## Problem to work on
Every line of the material below must be repeated exactly.

## Records provided
use std::io::{self, IsTerminal, Write};

use anyhow::{Result, bail};
use rpassword::read_password;

/// Where the master password comes from, in priority order.
#[derive(Clone, Default)]
pub struct PasswordOptions {
    pub password: Option<String>,
    pub password_stdin: bool,
}

/// Resolve the master password: stdin, then `--password` /
/// `SAFEHOLD_PASSWORD`, then an interactive prompt.
pub fn get_password(opts: &PasswordOptions) -> Result<String> {
    if opts.password_stdin {
        read_password_from_stdin()
    } else if let Some(password) = &opts.password {
        Ok(password.clone())
    } else {
        prompt_password()
    }
}

/// Like [`get_password`], but an interactive prompt asks twice.
pub fn get_new_password(opts: &PasswordOptions) -> Result<String> {
    if opts.password_stdin || opts.password.is_some() {
        return get_password(opts);
    }
    let first = prompt_password()?;
    eprint!("Confirm master password: ");
    io::stderr().flush()?;
    let second = read_password()?;
    if first != second {
        bail!("Passwords do not match");
    }
    Ok(first)
}

/// Prompt for the master password without echo.
fn prompt_password() -> Result<String> {
    eprint!("Master password: ");
    io::stderr().flush()?;

    let password = read_password()?;
    if password.is_empty() {
        bail!("Password cannot be empty");
    }
    Ok(password)
}

fn read_password_from_stdin() -> Result<String> {
    if io::stdin().is_terminal() {
        bail!(
            "--password-stdin requires the password to be piped in.\n\
             Example: echo \"$SECRET\" | safehold --password-stdin sync"
        );
    }

    let mut password = String::new();
    io::stdin().read_line(&mut password)?;
    let password = password.trim_end_matches('\n').trim_end_matches('\r');
    if password.is_empty() {
        bail!("Password from stdin is empty");
    }
    Ok(password.to_string())
}
use super::{DataCollection, DataIdentity, DataValue, Identifiable, merge_by_identity, select_newest};
use crate::memory::{SecureBuffer, SecureByteList};
use crate::wire::{WireError, WireFormat, WireReader, WireWriter};

/// A named secret inside an item, such as a username or password.
///
/// Selectors are values that tell a client where the field applies, for
/// example a form input id.
#[derive(Debug, Clone)]
pub struct DataField {
    identity: DataIdentity,
    name: SecureBuffer,
    value: SecureBuffer,
    selectors: DataCollection<DataValue>,
}

impl DataField {
    pub fn new(name: &[u8], value: &[u8]) -> Self {
        Self::from_parts(DataIdentity::new(), name, value, DataCollection::new())
    }

    pub fn from_parts(
        identity: DataIdentity,
        name: &[u8],
        value: &[u8],
        selectors: DataCollection<DataValue>,
    ) -> Self {
        Self {
            identity,
            name: SecureBuffer::from_slice(name),
            value: SecureBuffer::from_slice(value),
            selectors,
        }
    }

    pub fn name(&self) -> &[u8] {
        self.name.as_slice()
    }

    pub fn value(&self) -> &[u8] {
        self.value.as_slice()
    }

    pub fn set_name(&mut self, name: &[u8]) {
        self.name = SecureBuffer::from_slice(name);
        self.identity.update();
    }

    pub fn set_value(&mut self, value: &[u8]) {
        self.value = SecureBuffer::from_slice(value);
        self.identity.update();
    }

    pub fn selectors(&self) -> &DataCollection<DataValue> {
        &self.selectors
    }

    pub fn selectors_mut(&mut self) -> &mut DataCollection<DataValue> {
        &mut self.selectors
    }
}

impl Identifiable for DataField {
    fn identity(&self) -> &DataIdentity {
        &self.identity
    }

    /// Keep the newest field, with selectors merged from every candidate.
    fn merge(mut candidates: Vec<Self>) -> Option<Self> {
        let selectors: Vec<_> = candidates
            .iter_mut()
            .map(|field| std::mem::take(&mut field.selectors))
            .collect();
        let mut survivor = select_newest(candidates)?;
        survivor.selectors = merge_by_identity(selectors);
        Some(survivor)
    }
}

impl PartialEq for DataField {
    fn eq(&self, other: &Self) -> bool {
        self.identity == other.identity
    }
}

impl Eq for DataField {}

impl WireFormat for DataField {
    fn write_to(&self, out: &mut SecureByteList) -> Result<(), WireError> {
        let mark = out.begin_record()?;
        self.identity.write_to(out)?;
        out.write_bytes(self.name.as_slice())?;
        out.write_bytes(self.value.as_slice())?;
        self.selectors.write_to(out)?;
        out.end_record(mark)
    }

    fn read_from(reader: &mut WireReader<'_>) -> Result<Self, WireError> {
        let mut record = reader.read_record()?;
        let identity = DataIdentity::read_from(&mut record)?;
        let name = record.read_bytes()?;
        let value = record.read_bytes()?;
        let selectors = DataCollection::read_from(&mut record)?;
        Ok(Self::from_parts(identity, name, value, selectors))
    }
}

## Exercise answer
use std::io::{self, IsTerminal, Write};

use anyhow::{Result, bail};
use rpassword::read_password;

/// Where the master password comes from, in priority order.
#[derive(Clone, Default)]
pub struct PasswordOptions {
    pub password: Option<String>,
    pub password_stdin: bool,
}

/// Resolve the master password: stdin, then `--password` /
/// `SAFEHOLD_PASSWORD`, then an interactive prompt.
pub fn get_password(opts: &PasswordOptions) -> Result<String> {
    if opts.password_stdin {
        read_password_from_stdin()
    } else if let Some(password) = &opts.password {
        Ok(password.clone())
    } else {
        prompt_password()
    }
}

/// Like [`get_password`], but an interactive prompt asks twice.
pub fn get_new_password(opts: &PasswordOptions) -> Result<String> {
    if opts.password_stdin || opts.password.is_some() {
        return get_password(opts);
    }
    let first = prompt_password()?;
    eprint!("Confirm master password: ");
    io::stderr().flush()?;
    let second = read_password()?;
    if first != second {
        bail!("Passwords do not match");
    }
    Ok(first)
}

/// Prompt for the master password without echo.
fn prompt_password() -> Result<String> {
    eprint!("Master password: ");
    io::stderr().flush()?;

    let password = read_password()?;
    if password.is_empty() {
        bail!("Password cannot be empty");
    }
    Ok(password)
}

fn read_password_from_stdin() -> Result<String> {
    if io::stdin().is_terminal() {
        bail!(
            "--password-stdin requires the password to be piped in.\n\
             Example: echo \"$SECRET\" | safehold --password-stdin sync"
        );
    }

    let mut password = String::new();
    io::stdin().read_line(&mut password)?;
    let password = password.trim_end_matches('\n').trim_end_matches('\r');
    if password.is_empty() {
        bail!("Password from stdin is empty");
    }
    Ok(password.to_string())
}
use super::{DataCollection, DataIdentity, DataValue, Identifiable, merge_by_identity, select_newest};
use crate::memory::{SecureBuffer, SecureByteList};
use crate::wire::{WireError, WireFormat, WireReader, WireWriter};

/// A named secret inside an item, such as a username or password.
///
/// Selectors are values that tell a client where the field applies, for
/// example a form input id.
#[derive(Debug, Clone)]
pub struct DataField {
    identity: DataIdentity,
    name: SecureBuffer,
    value: SecureBuffer,
    selectors: DataCollection<DataValue>,
}

impl DataField {
    pub fn new(name: &[u8], value: &[u8]) -> Self {
        Self::from_parts(DataIdentity::new(), name, value, DataCollection::new())
    }

    pub fn from_parts(
        identity: DataIdentity,
        name: &[u8],
        value: &[u8],
        selectors: DataCollection<DataValue>,
    ) -> Self {
        Self {
            identity,
            name: SecureBuffer::from_slice(name),
            value: SecureBuffer::from_slice(value),
            selectors,
        }
    }

    pub fn name(&self) -> &[u8] {
        self.name.as_slice()
    }

    pub fn value(&self) -> &[u8] {
        self.value.as_slice()
    }

    pub fn set_name(&mut self, name: &[u8]) {
        self.name = SecureBuffer::from_slice(name);
        self.identity.update();
    }

    pub fn set_value(&mut self, value: &[u8]) {
        self.value = SecureBuffer::from_slice(value);
        self.identity.update();
    }

    pub fn selectors(&self) -> &DataCollection<DataValue> {
        &self.selectors
    }

    pub fn selectors_mut(&mut self) -> &mut DataCollection<DataValue> {
        &mut self.selectors
    }
}

impl Identifiable for DataField {
    fn identity(&self) -> &DataIdentity {
        &self.identity
    }

    /// Keep the newest field, with selectors merged from every candidate.
    fn merge(mut candidates: Vec<Self>) -> Option<Self> {
        let selectors: Vec<_> = candidates
            .iter_mut()
            .map(|field| std::mem::take(&mut field.selectors))
            .collect();
        let mut survivor = select_newest(candidates)?;
        survivor.selectors = merge_by_identity(selectors);
        Some(survivor)
    }
}

impl PartialEq for DataField {
    fn eq(&self, other: &Self) -> bool {
        self.identity == other.identity
    }
}

impl Eq for DataField {}

impl WireFormat for DataField {
    fn write_to(&self, out: &mut SecureByteList) -> Result<(), WireError> {
        let mark = out.begin_record()?;
        self.identity.write_to(out)?;
        out.write_bytes(self.name.as_slice())?;
        out.write_bytes(self.value.as_slice())?;
        self.selectors.write_to(out)?;
        out.end_record(mark)
    }

    fn read_from(reader: &mut WireReader<'_>) -> Result<Self, WireError> {
        let mut record = reader.read_record()?;
        let identity = DataIdentity::read_from(&mut record)?;
        let name = record.read_bytes()?;
        let value = record.read_bytes()?;
        let selectors = DataCollection::read_from(&mut record)?;
        Ok(Self::from_parts(identity, name, value, selectors))
    }
}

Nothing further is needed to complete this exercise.